The ground before the nearest mountain was littered with broken obelisks and stele inscribed with the script of the lost empire.
They followed the trail to the gates of an ancient temple buried into the side of the mountain.
“That shouldn’t be here?” Amhran said. “I’ve studied everything I could about this place since I was a child to prepare myself from for the trials. This was a lifeless rock when the Neevh Tiar brought the first refugees here.”
“Nothing about this place makes sense.” Iarann said. “I felt it from the moment we arrived.”
Niht chuckled darkly. “I always feel that way, so I ignored it.”
They stood at the dusty gate into the once intricately engraved temple. Over the centuries or millennia, large chunks of the wall and ceiling had fallen, tearing holes in the scenes depicted on them.
“It is refuge.” Niht said. “Their scanners might be thrown off long enough for us to either wait them out or to devise a plan.”

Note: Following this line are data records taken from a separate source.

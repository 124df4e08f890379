//! Piece catalog: piece types, movement profiles, and promotion rules.
//!
//! Movement vectors are `(row delta, col delta)` pairs written from Sente's
//! point of view, where "forward" decreases the row. Gote uses the same
//! vectors negated; see [`Movement::orient`].

use crate::Side;

const ORTHOGONAL: [(i8, i8); 4] = [(-1, 0), (0, -1), (0, 1), (1, 0)];
const DIAGONAL: [(i8, i8); 4] = [(-1, -1), (-1, 1), (1, -1), (1, 1)];
const KING: [(i8, i8); 8] = [
    (-1, -1),
    (-1, 0),
    (-1, 1),
    (0, -1),
    (0, 1),
    (1, -1),
    (1, 0),
    (1, 1),
];
const GOLD: [(i8, i8); 6] = [(-1, -1), (-1, 0), (-1, 1), (0, -1), (0, 1), (1, 0)];
const SILVER: [(i8, i8); 5] = [(-1, -1), (-1, 0), (-1, 1), (1, -1), (1, 1)];
const KNIGHT: [(i8, i8); 2] = [(-2, -1), (-2, 1)];
const FORWARD: [(i8, i8); 1] = [(-1, 0)];

/// The eight kinds of shogi pieces, unpromoted.
///
/// Promotion is tracked separately on [`Piece`], so a promoted Silver is
/// still `PieceType::Silver`.
#[derive(Debug, Clone, Copy, PartialEq, Eq, Hash, PartialOrd, Ord)]
#[repr(u8)]
pub enum PieceType {
    King = 0,
    Rook = 1,
    Bishop = 2,
    Gold = 3,
    Silver = 4,
    Knight = 5,
    Lance = 6,
    Pawn = 7,
}

/// How a piece moves: rays it can slide along and squares it can step to.
#[derive(Debug, Clone, Copy, PartialEq, Eq)]
pub struct Movement {
    /// Directions walked square by square until blocked.
    pub slides: &'static [(i8, i8)],
    /// Offsets reachable in exactly one jump.
    pub steps: &'static [(i8, i8)],
}

impl Movement {
    /// Orients a Sente-relative vector for `side`.
    #[inline]
    pub const fn orient(delta: (i8, i8), side: Side) -> (i8, i8) {
        match side {
            Side::Sente => delta,
            Side::Gote => (-delta.0, -delta.1),
        }
    }
}

impl PieceType {
    /// All piece types in order.
    pub const ALL: [PieceType; 8] = [
        PieceType::King,
        PieceType::Rook,
        PieceType::Bishop,
        PieceType::Gold,
        PieceType::Silver,
        PieceType::Knight,
        PieceType::Lance,
        PieceType::Pawn,
    ];

    /// Piece types that can be held in hand, in hand-index order.
    pub const HAND: [PieceType; 7] = [
        PieceType::Rook,
        PieceType::Bishop,
        PieceType::Gold,
        PieceType::Silver,
        PieceType::Knight,
        PieceType::Lance,
        PieceType::Pawn,
    ];

    /// Returns the index of this piece type (0-7).
    #[inline]
    pub const fn index(self) -> usize {
        self as usize
    }

    /// Returns the slot of this piece type in a hand, or `None` for the King.
    #[inline]
    pub const fn hand_index(self) -> Option<usize> {
        match self {
            PieceType::King => None,
            _ => Some(self as usize - 1),
        }
    }

    /// Returns the movement profile, oriented for Sente.
    ///
    /// Promoted Rook and Bishop keep their rays and gain the king steps they
    /// lack. Every other promoted piece moves like a Gold.
    pub const fn movement(self, promoted: bool) -> Movement {
        match (self, promoted) {
            (PieceType::King, _) => Movement {
                slides: &[],
                steps: &KING,
            },
            (PieceType::Rook, false) => Movement {
                slides: &ORTHOGONAL,
                steps: &[],
            },
            (PieceType::Rook, true) => Movement {
                slides: &ORTHOGONAL,
                steps: &DIAGONAL,
            },
            (PieceType::Bishop, false) => Movement {
                slides: &DIAGONAL,
                steps: &[],
            },
            (PieceType::Bishop, true) => Movement {
                slides: &DIAGONAL,
                steps: &ORTHOGONAL,
            },
            (PieceType::Silver, false) => Movement {
                slides: &[],
                steps: &SILVER,
            },
            (PieceType::Knight, false) => Movement {
                slides: &[],
                steps: &KNIGHT,
            },
            (PieceType::Lance, false) => Movement {
                slides: &FORWARD,
                steps: &[],
            },
            (PieceType::Pawn, false) => Movement {
                slides: &[],
                steps: &FORWARD,
            },
            (PieceType::Gold, _) | (_, true) => Movement {
                slides: &[],
                steps: &GOLD,
            },
        }
    }

    /// Returns true if the piece has at least one sliding direction.
    #[inline]
    pub const fn is_slider(self, promoted: bool) -> bool {
        !self.movement(promoted).slides.is_empty()
    }

    /// Returns true if this piece type can ever promote.
    #[inline]
    pub const fn can_promote(self) -> bool {
        !matches!(self, PieceType::King | PieceType::Gold)
    }

    /// Returns true if an unpromoted piece of this type owned by `side`
    /// standing on `row` would have no further moves, so it must promote
    /// on arrival and may not be dropped there.
    #[inline]
    pub const fn must_promote(self, side: Side, row: u8) -> bool {
        let depth = side.rows_from_last(row);
        match self {
            PieceType::Pawn | PieceType::Lance => depth == 0,
            PieceType::Knight => depth < 2,
            _ => false,
        }
    }

    /// Returns the USI letter for this piece type (uppercase).
    pub const fn usi_char(self) -> char {
        match self {
            PieceType::King => 'K',
            PieceType::Rook => 'R',
            PieceType::Bishop => 'B',
            PieceType::Gold => 'G',
            PieceType::Silver => 'S',
            PieceType::Knight => 'N',
            PieceType::Lance => 'L',
            PieceType::Pawn => 'P',
        }
    }

    /// Parses a USI piece letter, ignoring case.
    pub const fn from_usi_char(c: char) -> Option<PieceType> {
        match c.to_ascii_uppercase() {
            'K' => Some(PieceType::King),
            'R' => Some(PieceType::Rook),
            'B' => Some(PieceType::Bishop),
            'G' => Some(PieceType::Gold),
            'S' => Some(PieceType::Silver),
            'N' => Some(PieceType::Knight),
            'L' => Some(PieceType::Lance),
            'P' => Some(PieceType::Pawn),
            _ => None,
        }
    }
}

impl std::fmt::Display for PieceType {
    fn fmt(&self, f: &mut std::fmt::Formatter<'_>) -> std::fmt::Result {
        let name = match self {
            PieceType::King => "King",
            PieceType::Rook => "Rook",
            PieceType::Bishop => "Bishop",
            PieceType::Gold => "Gold",
            PieceType::Silver => "Silver",
            PieceType::Knight => "Knight",
            PieceType::Lance => "Lance",
            PieceType::Pawn => "Pawn",
        };
        write!(f, "{}", name)
    }
}

/// A piece standing on the board.
#[derive(Debug, Clone, Copy, PartialEq, Eq, Hash)]
pub struct Piece {
    pub kind: PieceType,
    pub owner: Side,
    /// Only ever true for types where [`PieceType::can_promote`] holds.
    pub promoted: bool,
}

impl Piece {
    /// Creates an unpromoted piece.
    #[inline]
    pub const fn new(kind: PieceType, owner: Side) -> Self {
        Piece {
            kind,
            owner,
            promoted: false,
        }
    }

    /// Returns this piece promoted.
    ///
    /// # Panics
    ///
    /// Panics if the piece type cannot promote.
    #[inline]
    pub fn promote(self) -> Self {
        assert!(self.kind.can_promote(), "{} cannot promote", self.kind);
        Piece {
            promoted: true,
            ..self
        }
    }

    /// Returns this piece's movement profile oriented for its owner's
    /// point of view. Use [`Movement::orient`] on each vector before use.
    #[inline]
    pub const fn movement(self) -> Movement {
        self.kind.movement(self.promoted)
    }
}

impl std::fmt::Display for Piece {
    fn fmt(&self, f: &mut std::fmt::Formatter<'_>) -> std::fmt::Result {
        if self.promoted {
            write!(f, "{} promoted {}", self.owner, self.kind)
        } else {
            write!(f, "{} {}", self.owner, self.kind)
        }
    }
}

“Not to mention,” Iarann said, “The former inhabitants might have left something useful for us inside.”
The three walked in between the colossal effigies of masked guards. Each scowled down at them as if judging their intentions. Their eyes were empty sockets, blank stares, and hollow souls reaching out from the beyond to touch them.
The air itself crackled with power. It smelled of lost dreams and forgotten memories.
Niht thought of his mother and the cinnamon cookies she used to make for him and his brothers. The scent of them lingered in the air just like it used to in their house when he would come home from school. It wasn't the only familiar scent in the air. He swore he could smell the flowers that grew in the woods just beyond his home. Everything here was too familiar, too close to him. It was like the building wanted him to feel at home.
A shallow malaise came over him. Maybe it was the stress of the day, or whatever was causing those memories to surface in him, but all he wanted to do was lay down and sleep. They called to him like a lover in a warm bed beckoning him to unknown pleasures.
Something heavy fell behind him. Maybe it was a chunk of rock from the ceiling. He didn't care. For the first time, in a long time, he didn't care about anything. Worry ran so far away from his mind that he doubt it would ever catch up with him again.
Lead filled his legs. His arms hung low. Water flooded his eyes, not from tears but from the sheer heaviness, the burden that he had to bear. He needed to sleep, to rest, to let it all go and drift away. It didn't matter, not here, the soldiers would never find them here. They were safe.
Falling to his knees, he laughed. The echo reverberated through the statues and engravings that filled the large open space. He smiled at the light that permeated the room. It wasn't bright, but it allowed him to see everything clearly.
Niht touched his face. He had forgotten about the mask that covered it. He laughed again, this time out of sheer exhaustion and the joy of finding a place to rest.